A minimum of 30 credits must also be chosen from the core courses:

    210007     Biolinux: Bioinformatics and Linux - 7.5 credits

    230001     Analytical Chemistry - 7.5 credits

    230004     Biological chemistry - 15 credits*

    230006     Enzymology and Experimental Biochemistry - 7.5 credits

    240002     Animal Biotechnology 7.5 credits*

    240006     Bioinformatics 2 - 7.5 credits

    240019     Genome and Cell Biology - 7.5 credits

    240020     Heterologous Expression - 15 credits

    240023     Microbial biotechnology - 15 credits*

    240028     Molecular Plant Biochemistry and Physiology - 7.5 credits

    240029     Molecular Plant Breeding - 15 credits

    240030     Nanobiotechnology - 7.5 credits

    240036     Pathogen and Pest Interactions with Plants: The Molecular Biology -

                    7.5 credits

    240037     Basic Pharmacology and Toxicology - 7.5 credits

    240038     Plant Biotechnology - 15 credits*

    240050     Immunology - Theoretical - 7.5 credits

    240051     Immunology - 15 credits

    240063     Applied Microbiology - 7.5 credits

    240065     From Gene to Function in Pathogenic Bacteria – 7.5 credits

    250075     From Plants to Bioenergy – 7.5 credits

    270070     Kostindtag og ernæringsfysiologi - 7.5 credits

    290064     Innovation, Strategy and Leadership – 7.5 credits

    290066     Technology Assessment – 7.5 credits

    400034     Innovation and Intellectual Property Rights in Biotechnology – 7.5 credits*

    400038     Isotopteknik og helsefysik – certificerende kursus – 5 credits

    400036     Project Management – 7.5 credits

* In 2008/09 the courses will be replaced by the course 240077 Advanced Biotechnology and Intellectual Property Rights 

 

Thesis (60 credits), and core courses (min. 30 credits) comprise the core subjects in the programme (min. 90 credits).

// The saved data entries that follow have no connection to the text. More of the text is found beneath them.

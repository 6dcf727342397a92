//! Pipeline: one complete acquisition run.
//!
//! Phases, in order:
//!
//! 1. **Session**: start a fresh browser session
//! 2. **Extraction**: primary surface, then the trending surface
//! 3. **Dedupe**: collapse by id, first occurrence wins, then bound to the request
//! 4. **Resolution**: visit each candidate lacking media, one at a time
//! 5. **Release**: the session is stopped on every exit path
//!
//! A failing surface contributes nothing; a failing item is dropped. The run
//! itself never fails: an unrecoverable error yields an empty list, which the
//! service layer turns into a fallback batch.

use super::diagnostics::Diagnostics;
use super::extractor::{ContentExtractor, ExtractorConfig};
use super::resolver::{MediaResolver, ResolverConfig};
use super::Surface;
use crate::error::{AcquisitionError, AcquisitionResult};
use crate::model::Item;
use crate::session::BrowserSessionManager;
use std::collections::HashMap;
use std::fmt;
use std::time::Instant;
use tracing::{debug, info, warn};
use uuid::Uuid;

/// Surfaces and per-stage settings for a run.
#[derive(Debug, Clone)]
pub struct PipelineConfig {
    pub primary: Surface,
    pub secondary: Surface,
    pub extractor: ExtractorConfig,
    pub resolver: ResolverConfig,
}

impl Default for PipelineConfig {
    fn default() -> Self {
        Self {
            primary: Surface::primary_feed(),
            secondary: Surface::trending(),
            extractor: ExtractorConfig::default(),
            resolver: ResolverConfig::default(),
        }
    }
}

impl PipelineConfig {
    /// Default surfaces with every settle and scroll pause removed.
    pub fn without_delays() -> Self {
        Self {
            extractor: ExtractorConfig::without_delays(),
            resolver: ResolverConfig::without_delays(),
            ..Self::default()
        }
    }
}

/// Where a run currently is.
#[derive(Debug, Clone, Copy, PartialEq, Eq)]
pub enum RunPhase {
    Idle,
    SessionStarting,
    ExtractingPrimary,
    ExtractingSecondary,
    Deduping,
    ResolvingMedia,
    SessionClosing,
    Settled,
}

impl fmt::Display for RunPhase {
    fn fmt(&self, f: &mut fmt::Formatter<'_>) -> fmt::Result {
        let s = match self {
            RunPhase::Idle => "idle",
            RunPhase::SessionStarting => "session_starting",
            RunPhase::ExtractingPrimary => "extracting_primary",
            RunPhase::ExtractingSecondary => "extracting_secondary",
            RunPhase::Deduping => "deduping",
            RunPhase::ResolvingMedia => "resolving_media",
            RunPhase::SessionClosing => "session_closing",
            RunPhase::Settled => "settled",
        };
        f.write_str(s)
    }
}

/// Phase bookkeeping for one run, logged on every transition.
struct RunTrace {
    run_id: Uuid,
    phase: RunPhase,
    started: Instant,
}

impl RunTrace {
    fn new() -> Self {
        Self {
            run_id: Uuid::new_v4(),
            phase: RunPhase::Idle,
            started: Instant::now(),
        }
    }

    fn enter(&mut self, phase: RunPhase) {
        debug!(
            run = %self.run_id,
            from = %self.phase,
            to = %phase,
            elapsed_ms = self.started.elapsed().as_millis() as u64,
            "run phase"
        );
        self.phase = phase;
    }
}

pub struct AcquisitionPipeline {
    config: PipelineConfig,
    extractor: ContentExtractor,
    resolver: MediaResolver,
    diagnostics: Diagnostics,
}

impl AcquisitionPipeline {
    pub fn new(config: PipelineConfig) -> Self {
        Self {
            extractor: ContentExtractor::new(config.extractor.clone()),
            resolver: MediaResolver::new(config.resolver.clone()),
            diagnostics: Diagnostics::disabled(),
            config,
        }
    }

    pub fn with_diagnostics(mut self, diagnostics: Diagnostics) -> Self {
        self.diagnostics = diagnostics;
        self
    }

    /// Swap the resolver, e.g. to change the strategy chain.
    pub fn with_resolver(mut self, resolver: MediaResolver) -> Self {
        self.resolver = resolver;
        self
    }

    pub fn config(&self) -> &PipelineConfig {
        &self.config
    }

    /// Acquire up to `requested` playable items. Never fails; the session is
    /// released before returning.
    pub async fn run(&self, sessions: &mut BrowserSessionManager, requested: usize) -> Vec<Item> {
        if requested == 0 {
            return Vec::new();
        }

        let mut trace = RunTrace::new();
        info!(run = %trace.run_id, requested, "acquisition run starting");

        let outcome = self.drive(sessions, requested, &mut trace).await;

        trace.enter(RunPhase::SessionClosing);
        sessions.stop().await;
        trace.enter(RunPhase::Settled);

        let elapsed_ms = trace.started.elapsed().as_millis() as u64;
        match outcome {
            Ok(items) => {
                info!(run = %trace.run_id, returned = items.len(), requested, elapsed_ms, "acquisition run settled");
                items
            }
            Err(e) => {
                warn!(run = %trace.run_id, kind = e.kind(), error = %e, elapsed_ms, "acquisition run produced nothing");
                Vec::new()
            }
        }
    }

    async fn drive(
        &self,
        sessions: &mut BrowserSessionManager,
        requested: usize,
        trace: &mut RunTrace,
    ) -> AcquisitionResult<Vec<Item>> {
        trace.enter(RunPhase::SessionStarting);
        let session = sessions.start().await?;

        let mut candidates = Vec::new();
        let surfaces = [
            (RunPhase::ExtractingPrimary, &self.config.primary),
            (RunPhase::ExtractingSecondary, &self.config.secondary),
        ];
        for (phase, surface) in surfaces {
            trace.enter(phase);
            match self.extractor.extract(session, surface).await {
                Ok(found) => candidates.extend(found),
                Err(e) => {
                    warn!(surface = %surface.name, kind = e.kind(), error = %e, "surface contributed nothing");
                }
            }
        }

        self.diagnostics.capture(session.context()).await;

        trace.enter(RunPhase::Deduping);
        let extracted = candidates.len();
        let mut unique = dedupe(candidates);
        info!(extracted, unique = unique.len(), "candidates collected");
        unique.truncate(requested);

        if unique.is_empty() {
            return Err(AcquisitionError::PipelineExhausted);
        }

        trace.enter(RunPhase::ResolvingMedia);
        let total = unique.len();
        let mut resolved = Vec::with_capacity(total);
        for (i, candidate) in unique.into_iter().enumerate() {
            if candidate.is_playable() {
                resolved.push(candidate);
                continue;
            }
            debug!("resolving media for candidate {}/{total}", i + 1);
            match self.resolver.resolve(session, candidate).await {
                Ok(item) => resolved.push(item),
                Err(e) => warn!(kind = e.kind(), error = %e, "candidate dropped"),
            }
        }

        if resolved.is_empty() {
            return Err(AcquisitionError::PipelineExhausted);
        }
        Ok(resolved)
    }
}

/// Collapse candidates by id, keeping first-occurrence order.
///
/// A later duplicate can only fill in a media URL the first one lacked.
pub fn dedupe(items: Vec<Item>) -> Vec<Item> {
    let mut positions: HashMap<String, usize> = HashMap::with_capacity(items.len());
    let mut unique: Vec<Item> = Vec::with_capacity(items.len());

    for item in items {
        match positions.get(&item.id) {
            Some(&pos) => {
                if unique[pos].media_url.is_none() {
                    unique[pos].media_url = item.media_url;
                }
            }
            None => {
                positions.insert(item.id.clone(), unique.len());
                unique.push(item);
            }
        }
    }

    unique
}

#[cfg(test)]
mod tests {
    use super::*;
    use chrono::Utc;

    fn cand(id: &str) -> Item {
        Item::candidate(format!("https://x.test/shorts/{id}"), id, Utc::now()).unwrap()
    }

    fn ids(items: &[Item]) -> Vec<&str> {
        items.iter().map(|i| i.id.as_str()).collect()
    }

    #[test]
    fn test_dedupe_preserves_first_occurrence_order() {
        let primary = vec![cand("abc123xy"), cand("abc123xy"), cand("zzz9999z")];
        let secondary = vec![cand("zzz9999z")];
        let all: Vec<Item> = primary.into_iter().chain(secondary).collect();

        let unique = dedupe(all);
        assert_eq!(ids(&unique), ["abc123xy", "zzz9999z"]);
    }

    #[test]
    fn test_dedupe_one_per_id() {
        let input: Vec<Item> = ["aaaaaa1", "bbbbbb2", "aaaaaa1", "cccccc3", "bbbbbb2", "aaaaaa1"]
            .iter()
            .map(|id| cand(id))
            .collect();
        let unique = dedupe(input);
        assert_eq!(ids(&unique), ["aaaaaa1", "bbbbbb2", "cccccc3"]);
    }

    #[test]
    fn test_dedupe_fills_missing_media_from_duplicate() {
        let input = vec![
            cand("abc123xy"),
            cand("abc123xy").with_media("https://cdn.test/a.mp4"),
            cand("abc123xy").with_media("https://cdn.test/b.mp4"),
        ];
        let unique = dedupe(input);
        assert_eq!(unique.len(), 1);
        assert_eq!(unique[0].media_url.as_deref(), Some("https://cdn.test/a.mp4"));
    }

    #[test]
    fn test_phase_names() {
        assert_eq!(RunPhase::ExtractingSecondary.to_string(), "extracting_secondary");
        assert_eq!(RunPhase::Settled.to_string(), "settled");
    }
}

Optional courses, which can be chosen within the different fields of natural science, comprise 30 credits.

 

The programme may include trainee service.

 

Chapter 3. Admission requirements and admission

3.1 Admission requirements

 

Students holding a BSc in Biotechnology from Faculty of Life Sciences are admitted without further prerequisites. Students holding other BSc degrees in natural sciences are admitted on the basis of individual evaluation of the academic content of their BSc. Students must have a background within the three areas: biology, biochemistry/organic chemistry and biotechnology methods. Applicants must therefore have competences at bachelor level equivalent to:

• 15 credits within a biological system (plants, animals or microbiology)
• 15 credits within biochemistry/organic chemistry
• 7.5 credits within biotechnology methods

3.2 Admission

 

Enrolment in the degree programme is once a year with studies commencing on 1 September.